Putin Facing Troop Morale Crisis, Discipline Issues Over Low Pay: U.K.

Russian President Vladimir Putin is facing a troop morale crisis over low pay, according to the U.K.'s Ministry of Defence (MoD).

The MoD said in a Sunday, September 4, Twitter post that Russian forces suffered from discipline and morale issues as the war in Ukraine rages on.

An MoD spokesperson said: "Russian forces continue to suffer from morale and discipline issues in Ukraine. In addition to combat fatigue and high casualties, one of the main grievances from deployed Russian soldiers probably continues to be problems with their pay.

"In the Russian military, troops' income consists of a modest core salary, augmented by a complex variety of bonuses and allowances. In Ukraine, there has highly likely been significant problems with sizeable combat bonuses not being paid.

Putin and Russian soldiers
A split image of Vladimir Putin and a Russian soldier. The U.K. MoD said there is a crisis of morale in the Russian army. Getty

"This is probably due to inefficient military bureaucracy, the unusual legal status of the 'special military operation', and at least some outright corruption amongst commanders."

It added: "The Russian military has consistently failed to provide basic entitlements to troops deployed in Ukraine, including appropriate uniform, arms and rations as well as pay.
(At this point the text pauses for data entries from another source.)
impl<A: Allocator + Send + Sync + 'static> TransferEngine<A> {
    pub fn new(
        device: Arc<Device>,
        allocator: Arc<Mutex<A>>,
        queue: Queue,
        config: TransferEngineConfig,
    ) -> Result<Arc<Self>, TransferError> {
        let staging = Arc::new(StagingPool::new(&device, &allocator, config.staging_pool_size)?);
        let tasks = Arc::new(TaskQueue::new());
        let status = Arc::new(WorkerStatus::default());

        #[cfg(feature = "logging")]
        log::info!(
            "starting transfer engine on queue family {}",
            config.transfer_queue_family
        );

        let worker = Worker::new(device, queue, config, status.clone(), tasks.clone())?;
        let worker_handle = worker.spawn();

        Ok(Arc::new(TransferEngine {
            queue_family: config.transfer_queue_family,
            tasks,
            status,
            worker_handle: Mutex::new(Some(worker_handle)),
            staging,
            owned: Arc::new(Mutex::new(AHashMap::default())),
        }))
    }

    pub fn transfer_queue_family(&self) -> u32 {
        self.queue_family
    }

    fn check_alive(&self) -> Result<(), TransferError> {
        if self.status.is_alive() {
            Ok(())
        } else {
            Err(TransferError::EngineShutDown)
        }
    }

    /// Takes ownership of `buffer` from `src_queue_family`, inserting a queue-ownership barrier if
    /// that differs from the transfer queue.
    pub fn acquire_buffer(
        &self,
        buffer: vk::Buffer,
        src_queue_family: u32,
        wait_semaphores: impl IntoIterator<Item = vk::Semaphore>,
        callback: Option<Box<dyn FnOnce() + Send>>,
    ) -> Result<(), TransferError> {
        self.acquire_inner(buffer, Some(src_queue_family), wait_semaphores, callback)
    }

    /// Same as [Self::acquire_buffer] but for buffers never subject to exclusive queue-family
    /// ownership transfer (e.g. `CONCURRENT`-sharing buffers) — never inserts a barrier.
    pub fn acquire_shared_buffer(
        &self,
        buffer: vk::Buffer,
        wait_semaphores: impl IntoIterator<Item = vk::Semaphore>,
        callback: Option<Box<dyn FnOnce() + Send>>,
    ) -> Result<(), TransferError> {
        self.acquire_inner(buffer, None, wait_semaphores, callback)
    }

    fn acquire_inner(
        &self,
        buffer: vk::Buffer,
        src_queue_family: Option<u32>,
        wait_semaphores: impl IntoIterator<Item = vk::Semaphore>,
        callback: Option<Box<dyn FnOnce() + Send>>,
    ) -> Result<(), TransferError> {
        self.check_alive()?;
        let id = buf_id(buffer);
        let wait_semaphores: SemaphoreSet = wait_semaphores.into_iter().collect();

        {
            let mut owned = self.owned.lock().unwrap();
            match owned.get(&id).copied() {
                Some(BufferState::ReleaseQueued) => {
                    if wait_semaphores.is_empty() {
                        return Err(TransferError::SyncRequired);
                    }
                }
                Some(_) => return Err(TransferError::AlreadyOwned),
                None => {}
            }
            owned.insert(id, BufferState::AcquireQueued);
        }

        let owned_for_cb = self.owned.clone();
        let wrapped_cb: Box<dyn FnOnce() + Send> = Box::new(move || {
            if let Some(state) = owned_for_cb.lock().unwrap().get_mut(&id) {
                *state = BufferState::Acquired;
            }
            if let Some(cb) = callback {
                cb();
            }
        });

        let needs_barrier = matches!(src_queue_family, Some(sf) if sf != self.queue_family);
        if needs_barrier || !wait_semaphores.is_empty() {
            self.tasks.push(Task::AcquireBuffer(AcquireBuffer {
                buffer,
                src_queue_family: src_queue_family.unwrap_or(self.queue_family),
                dst_queue_family: self.queue_family,
                wait_semaphores,
                callback: Some(wrapped_cb),
            }));
        } else {
            self.tasks.push(Task::Callback(wrapped_cb));
        }

        Ok(())
    }

    /// Hands `buffer` back to `dst_queue_family`, inserting the matching half-barrier and any
    /// signal semaphores the caller supplies for the destination queue to wait on.
    pub fn release_buffer(
        &self,
        buffer: vk::Buffer,
        dst_queue_family: u32,
        signal_semaphores: impl IntoIterator<Item = vk::Semaphore>,
        callback: Option<Box<dyn FnOnce() + Send>>,
    ) -> Result<(), TransferError> {
        self.release_inner(buffer, Some(dst_queue_family), signal_semaphores, callback)
    }

    /// Same as [Self::release_buffer] but never inserts a barrier.
    pub fn release_shared_buffer(
        &self,
        buffer: vk::Buffer,
        signal_semaphores: impl IntoIterator<Item = vk::Semaphore>,
        callback: Option<Box<dyn FnOnce() + Send>>,
    ) -> Result<(), TransferError> {
        self.release_inner(buffer, None, signal_semaphores, callback)
    }

    fn release_inner(
        &self,
        buffer: vk::Buffer,
        dst_queue_family: Option<u32>,
        signal_semaphores: impl IntoIterator<Item = vk::Semaphore>,
        callback: Option<Box<dyn FnOnce() + Send>>,
    ) -> Result<(), TransferError> {
        self.check_alive()?;
        let id = buf_id(buffer);

        {
            let mut owned = self.owned.lock().unwrap();
            match owned.get(&id).copied() {
                None | Some(BufferState::ReleaseQueued) => return Err(TransferError::NotOwned),
                _ => {}
            }
            owned.insert(id, BufferState::ReleaseQueued);
        }

        let signal_semaphores: SemaphoreSet = signal_semaphores.into_iter().collect();
        let owned_for_cb = self.owned.clone();
        let wrapped_cb: Box<dyn FnOnce() + Send> = Box::new(move || {
            owned_for_cb.lock().unwrap().remove(&id);
            if let Some(cb) = callback {
                cb();
            }
        });

        let needs_barrier = matches!(dst_queue_family, Some(df) if df != self.queue_family);
        if needs_barrier || !signal_semaphores.is_empty() {
            self.tasks.push(Task::ReleaseBuffer(ReleaseBuffer {
                buffer,
                src_queue_family: self.queue_family,
                dst_queue_family: dst_queue_family.unwrap_or(self.queue_family),
                signal_semaphores,
                callback: Some(wrapped_cb),
            }));
        } else {
            self.tasks.push(Task::Callback(wrapped_cb));
        }

        Ok(())
    }

    /// Uploads `data` into `dst_buffer` at `dst_offset` via a staging allocation. `dst_buffer`
    /// must already be owned by the engine.
    pub fn transfer_buffer_from_host(
        &self,
        data: &[u8],
        dst_buffer: vk::Buffer,
        dst_offset: u64,
    ) -> Result<(), TransferError> {
        self.check_alive()?;
        if data.is_empty() {
            return Err(TransferError::InvalidArgument(
                "upload size must be non-zero".into(),
            ));
        }
        if !self.owned.lock().unwrap().contains_key(&buf_id(dst_buffer)) {
            return Err(TransferError::NotOwned);
        }

        let mut allocation = self.staging.allocate(data.len() as u64)?;
        unsafe { allocation.host_slice_mut() }.copy_from_slice(data);

        let staging_buffer = allocation.device_buffer;
        let staging_offset = allocation.byte_offset;
        let size = allocation.size;

        let host_barrier = vk::BufferMemoryBarrier2::default()
            .buffer(staging_buffer)
            .offset(staging_offset)
            .size(size)
            .src_stage_mask(vk::PipelineStageFlags2::HOST)
            .src_access_mask(vk::AccessFlags2::HOST_WRITE)
            .dst_stage_mask(vk::PipelineStageFlags2::TRANSFER)
            .dst_access_mask(vk::AccessFlags2::TRANSFER_READ);

        let dst_barrier = vk::BufferMemoryBarrier2::default()
            .buffer(dst_buffer)
            .offset(dst_offset)
            .size(size)
            .src_stage_mask(vk::PipelineStageFlags2::TRANSFER)
            .src_access_mask(vk::AccessFlags2::TRANSFER_READ | vk::AccessFlags2::TRANSFER_WRITE)
            .dst_stage_mask(vk::PipelineStageFlags2::TRANSFER)
            .dst_access_mask(vk::AccessFlags2::TRANSFER_WRITE);

        self.tasks.push(Task::PipelineBarrier(PipelineBarrier {
            src_stage: vk::PipelineStageFlags2::HOST | vk::PipelineStageFlags2::TRANSFER,
            dst_stage: vk::PipelineStageFlags2::TRANSFER,
            memory_barriers: SmallVec::new(),
            buffer_memory_barriers: SmallVec::from_vec(vec![host_barrier, dst_barrier]),
        }));

        self.tasks.push(Task::BufferCopy(BufferCopy {
            src: staging_buffer,
            dst: dst_buffer,
            regions: SmallVec::from_elem((staging_offset, dst_offset, size), 1),
        }));

        let staging = self.staging.clone();
        self.tasks.push(Task::Callback(Box::new(move || {
            if let Err(_e) = staging.free(&allocation) {
                #[cfg(feature = "logging")]
                log::error!("failed to free staging allocation after host upload: {_e}");
            }
        })));

        Ok(())
    }

    /// Downloads `size` bytes from `src_buffer` at `src_offset` via a staging allocation and
    /// invokes `callback` with the bytes once the transfer completes. `src_buffer` must already be
    /// owned by the engine. The callback runs on the worker thread; see the crate docs for the
    /// constraints that implies.
    pub fn transfer_buffer_to_host(
        &self,
        src_buffer: vk::Buffer,
        src_offset: u64,
        size: u64,
        callback: impl FnOnce(&[u8]) + Send + 'static,
    ) -> Result<(), TransferError> {
        self.check_alive()?;
        if size == 0 {
            return Err(TransferError::InvalidArgument(
                "download size must be non-zero".into(),
            ));
        }
        if !self.owned.lock().unwrap().contains_key(&buf_id(src_buffer)) {
            return Err(TransferError::NotOwned);
        }

        let allocation = self.staging.allocate(size)?;
        let staging_buffer = allocation.device_buffer;
        let staging_offset = allocation.byte_offset;

        let src_barrier = vk::BufferMemoryBarrier2::default()
            .buffer(src_buffer)
            .offset(src_offset)
            .size(size)
            .src_stage_mask(vk::PipelineStageFlags2::TRANSFER)
            .src_access_mask(vk::AccessFlags2::TRANSFER_WRITE)
            .dst_stage_mask(vk::PipelineStageFlags2::TRANSFER)
            .dst_access_mask(vk::AccessFlags2::TRANSFER_READ);

        self.tasks.push(Task::PipelineBarrier(PipelineBarrier {
            src_stage: vk::PipelineStageFlags2::TRANSFER,
            dst_stage: vk::PipelineStageFlags2::TRANSFER,
            memory_barriers: SmallVec::new(),
            buffer_memory_barriers: SmallVec::from_elem(src_barrier, 1),
        }));

        self.tasks.push(Task::BufferCopy(BufferCopy {
            src: src_buffer,
            dst: staging_buffer,
            regions: SmallVec::from_elem((src_offset, staging_offset, size), 1),
        }));

        let staging_host_barrier = vk::BufferMemoryBarrier2::default()
            .buffer(staging_buffer)
            .offset(staging_offset)
            .size(size)
            .src_stage_mask(vk::PipelineStageFlags2::TRANSFER)
            .src_access_mask(vk::AccessFlags2::TRANSFER_WRITE)
            .dst_stage_mask(vk::PipelineStageFlags2::HOST)
            .dst_access_mask(vk::AccessFlags2::HOST_READ);

        self.tasks.push(Task::PipelineBarrier(PipelineBarrier {
            src_stage: vk::PipelineStageFlags2::TRANSFER,
            dst_stage: vk::PipelineStageFlags2::HOST,
            memory_barriers: SmallVec::new(),
            buffer_memory_barriers: SmallVec::from_elem(staging_host_barrier, 1),
        }));

        let staging = self.staging.clone();
        self.tasks.push(Task::Callback(Box::new(move || {
            let bytes = unsafe { allocation.host_slice() };
            callback(bytes);
            if let Err(_e) = staging.free(&allocation) {
                #[cfg(feature = "logging")]
                log::error!("failed to free staging allocation after host download: {_e}");
            }
        })));

        Ok(())
    }

    /// Direct device-to-device copy. Both `src` and `dst` must already be owned by the engine.
    pub fn transfer_buffer(
        &self,
        src: vk::Buffer,
        src_offset: u64,
        dst: vk::Buffer,
        dst_offset: u64,
        size: u64,
    ) -> Result<(), TransferError> {
        self.check_alive()?;
        if size == 0 {
            return Err(TransferError::InvalidArgument(
                "copy size must be non-zero".into(),
            ));
        }
        {
            let owned = self.owned.lock().unwrap();
            if !owned.contains_key(&buf_id(src)) || !owned.contains_key(&buf_id(dst)) {
                return Err(TransferError::NotOwned);
            }
        }

        let src_barrier = vk::BufferMemoryBarrier2::default()
            .buffer(src)
            .offset(src_offset)
            .size(size)
            .src_stage_mask(vk::PipelineStageFlags2::TRANSFER)
            .src_access_mask(vk::AccessFlags2::TRANSFER_WRITE)
            .dst_stage_mask(vk::PipelineStageFlags2::TRANSFER)
            .dst_access_mask(vk::AccessFlags2::TRANSFER_READ);
        let dst_barrier = vk::BufferMemoryBarrier2::default()
            .buffer(dst)
            .offset(dst_offset)
            .size(size)
            .src_stage_mask(vk::PipelineStageFlags2::TRANSFER)
            .src_access_mask(vk::AccessFlags2::TRANSFER_READ | vk::AccessFlags2::TRANSFER_WRITE)
            .dst_stage_mask(vk::PipelineStageFlags2::TRANSFER)
            .dst_access_mask(vk::AccessFlags2::TRANSFER_WRITE);

        self.tasks.push(Task::PipelineBarrier(PipelineBarrier {
            src_stage: vk::PipelineStageFlags2::TRANSFER,
            dst_stage: vk::PipelineStageFlags2::TRANSFER,
            memory_barriers: SmallVec::new(),
            buffer_memory_barriers: SmallVec::from_vec(vec![src_barrier, dst_barrier]),
        }));

        self.tasks.push(Task::BufferCopy(BufferCopy {
            src,
            dst,
            regions: SmallVec::from_elem((src_offset, dst_offset, size), 1),
        }));

        Ok(())
    }

    /// Cooperative shutdown: the worker finishes its current batch, drops anything still queued
    /// (their callbacks do **not** fire), and its thread is joined. Idempotent.
    pub fn shutdown(&self) {
        self.status.request_shutdown();
        if let Some(handle) = self.worker_handle.lock().unwrap().take() {
            let _ = handle.join();
        }
    }
}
This has almost certainly contributed to the fragile morale of much of the force."

Since the outbreak of the war, the U.K. government has staunchly supported Ukraine and its updates have regularly been favorable to Kyiv.

While the U.K.'s assessments have often been at the expense of Russia and in favor of Ukraine, undoubtedly Putin has failed to bring a swift end to the war and bring Kyiv under Moscow's influence.
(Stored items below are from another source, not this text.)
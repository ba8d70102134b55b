use std::collections::VecDeque;
use std::sync::atomic::{AtomicBool, Ordering};
use std::sync::{Arc, Mutex};

use ahash::AHashSet;
use dma_vk::ash::vk::{self, Handle};
use dma_vk::context::{Device, Queue};
use dma_vk::resources::{CommandBuffer, CommandBufferAllocator, CommandPool};
use dma_vk::sync::Fence;

use crate::config::TransferEngineConfig;
use crate::error::TransferError;
use crate::queue::TaskQueue;
use crate::recorder::Recorder;
use crate::task::{CompletedTask, Task};

/// Shared state the worker publishes back to callers of the engine's public API: whether the
/// worker is still alive, and the error that took it down if it isn't.
pub struct WorkerStatus {
    shutdown_requested: AtomicBool,
    fatal: Mutex<Option<TransferError>>,
}

impl Default for WorkerStatus {
    fn default() -> Self {
        WorkerStatus {
            shutdown_requested: AtomicBool::new(false),
            fatal: Mutex::new(None),
        }
    }
}

impl WorkerStatus {
    pub fn request_shutdown(&self) {
        self.shutdown_requested.store(true, Ordering::Release);
    }

    fn shutdown_requested(&self) -> bool {
        self.shutdown_requested.load(Ordering::Acquire)
    }

    fn set_fatal(&self, err: TransferError) {
        #[cfg(feature = "logging")]
        log::error!("transfer worker shutting down after fatal error: {err}");
        *self.fatal.lock().unwrap() = Some(err);
    }

    /// Returns the error that killed the worker, if any. Calls into the public API consult this
    /// first and reject with [TransferError::EngineShutDown] rather than enqueueing onto a queue
    /// nobody is draining anymore.
    pub fn fatal_error(&self) -> Option<String> {
        self.fatal.lock().unwrap().as_ref().map(|e| e.to_string())
    }

    pub fn is_alive(&self) -> bool {
        self.fatal.lock().unwrap().is_none()
    }
}

fn buf_id(b: vk::Buffer) -> u64 {
    b.as_raw()
}

/// Drives the dedicated transfer-queue thread: pulls batches off the [TaskQueue], scans/records
/// them into a single command buffer up to `config.batch_cap`, submits once, and blocks on a fence
/// before recycling the buffer for the next batch. One `Worker` owns exactly one command
/// buffer/fence pair; there is no double-buffering; since all transfer work funnels through a
/// single queue anyway, overlapping recording with an in-flight submission buys little.
pub struct Worker {
    device: Arc<Device>,
    queue: Queue,
    command_buffer: CommandBuffer<CommandPool>,
    fence: Fence,
    recorder: Recorder,
    config: TransferEngineConfig,
    status: Arc<WorkerStatus>,
    tasks: Arc<TaskQueue>,
}

impl Worker {
    pub fn new(
        device: Arc<Device>,
        queue: Queue,
        config: TransferEngineConfig,
        status: Arc<WorkerStatus>,
        tasks: Arc<TaskQueue>,
    ) -> Result<Self, TransferError> {
        let pool = CommandPool::new(
            &device,
            config.transfer_queue_family,
            vk::CommandPoolCreateFlags::RESET_COMMAND_BUFFER,
        )
        .map_err(|e| TransferError::InvalidArgument(e.to_string()))?;

        let command_buffer = pool
            .allocate_buffer(vk::CommandBufferLevel::PRIMARY)
            .map_err(|e| TransferError::InvalidArgument(e.to_string()))?;

        let fence = Fence::new(&device, false)?;

        Ok(Worker {
            device,
            queue,
            command_buffer,
            fence,
            recorder: Recorder::new(),
            config,
            status,
            tasks,
        })
    }

    /// Spawns the worker's dedicated thread. The thread runs until `status` is told to shut down
    /// and the queue has drained, or until a fatal error is recorded on `status`.
    pub fn spawn(mut self) -> std::thread::JoinHandle<()> {
        std::thread::Builder::new()
            .name("dma-engine-transfer-worker".into())
            .spawn(move || self.run())
            .expect("failed to spawn transfer worker thread")
    }

    fn run(&mut self) {
        loop {
            let pulled = self.tasks.wait_and_take_timeout(self.config.idle_poll_interval);
            if pulled.is_empty() {
                if self.status.shutdown_requested() && self.tasks.is_empty() {
                    #[cfg(feature = "logging")]
                    log::debug!("transfer worker draining and shutting down");
                    return;
                }
                continue;
            }

            match self.try_run_batch(pulled) {
                Ok(()) => {}
                Err(e) => {
                    self.status.set_fatal(e);
                    return;
                }
            }
        }
    }

    /// Scans as many tasks as fit (hazard-free and under `batch_cap`) into one command buffer,
    /// submits, and waits on the fence. Anything left over — either because it hazards against the
    /// batch or because the cap was hit — is pushed back to the front of the queue in order.
    fn try_run_batch(&mut self, mut pulled: VecDeque<Task>) -> Result<(), TransferError> {
        self.command_buffer
            .reset(true)
            .map_err(|e| TransferError::InvalidArgument(e.to_string()))?;
        self.recorder.reset();
        self.recorder
            .begin(&self.device.inner, self.command_buffer.inner)?;

        let mut pending_release: AHashSet<u64> = AHashSet::default();
        let mut completions: Vec<CompletedTask> = Vec::new();
        let mut leftover: VecDeque<Task> = VecDeque::new();

        while let Some(task) = pulled.pop_front() {
            if completions.len() >= self.config.batch_cap {
                leftover.push_back(task);
                continue;
            }
            if !task.scan(&self.recorder, &pending_release) {
                leftover.push_back(task);
                leftover.extend(pulled);
                break;
            }
            if let Some(buf) = task.release_target() {
                pending_release.insert(buf_id(buf));
            }
            let completed = task.record(&self.device.inner, &mut self.recorder);
            completions.push(completed);
        }

        if !leftover.is_empty() {
            self.tasks.requeue_front(leftover);
        }

        if completions.is_empty() {
            // Nothing in this pull could be scanned into the batch (a lone hazarding task at the
            // front). Let it sit requeued and come back around on the next poll.
            return Ok(());
        }

        self.recorder.end(&self.device.inner)?;

        let cmd_infos = [vk::CommandBufferSubmitInfo::default().command_buffer(self.command_buffer.inner)];
        let submit = vk::SubmitInfo2::default()
            .wait_semaphore_infos(self.recorder.wait_semaphores())
            .signal_semaphore_infos(self.recorder.signal_semaphores())
            .command_buffer_infos(&cmd_infos);

        self.queue
            .submit(&self.device.inner, &[submit], self.fence.inner)?;

        match self.fence.wait(self.config.fence_timeout.as_nanos() as u64) {
            Ok(()) => {}
            Err(vk::Result::TIMEOUT) => return Err(TransferError::TransferTimeout),
            Err(e) => return Err(e.into()),
        }
        self.fence.reset()?;

        for completed in completions {
            completed.on_completed();
        }
        for cb in self.recorder.take_callbacks() {
            cb();
        }

        Ok(())
    }
}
Earlier this year, Russia pulled its forces away from Kyiv in order to further secure its control of the separatist regions of Luhansk and Donetsk as well as create a land corridor to Crimea, which was annexed by Moscow in 2014.

Ukrainian forces have since mounted a counter-offensive to regain Kherson, a city occupied since the start of the invasion.

Oleksiy Arestovych, an advisor to Ukrainian President Volodymyr Zelensky, said the strategy to regain ground involves the "systemic grinding of Putin's army."

Part of the offensive is based on Ukraine's use of HIMARS, or High Mobility Artillery Rocket Systems, which the U.S. recently provided in order for troops to actively combat Russian forces.

A Pentagon briefing earlier this week held by a "senior defense official" and a "senior military official" said Russian troop morale had plummeted as a result of Ukraine's use of HIMARS and warplanes.

Russian officials have struggled to recruit volunteers to fight in Ukraine since the end of July, according to Rotunda.

The outlet also shared an image of a leaflet that called for candidates between 19 and 59 with "not below average" education to serve for an average monthly salary of 200,000 roubles ($3,300).

Authorities in St. Petersburg have tried to get homeless people to enlist in the army after the Russian army suffered tens of thousands of troop losses.

Newsweek has contacted the Kremlin for comment.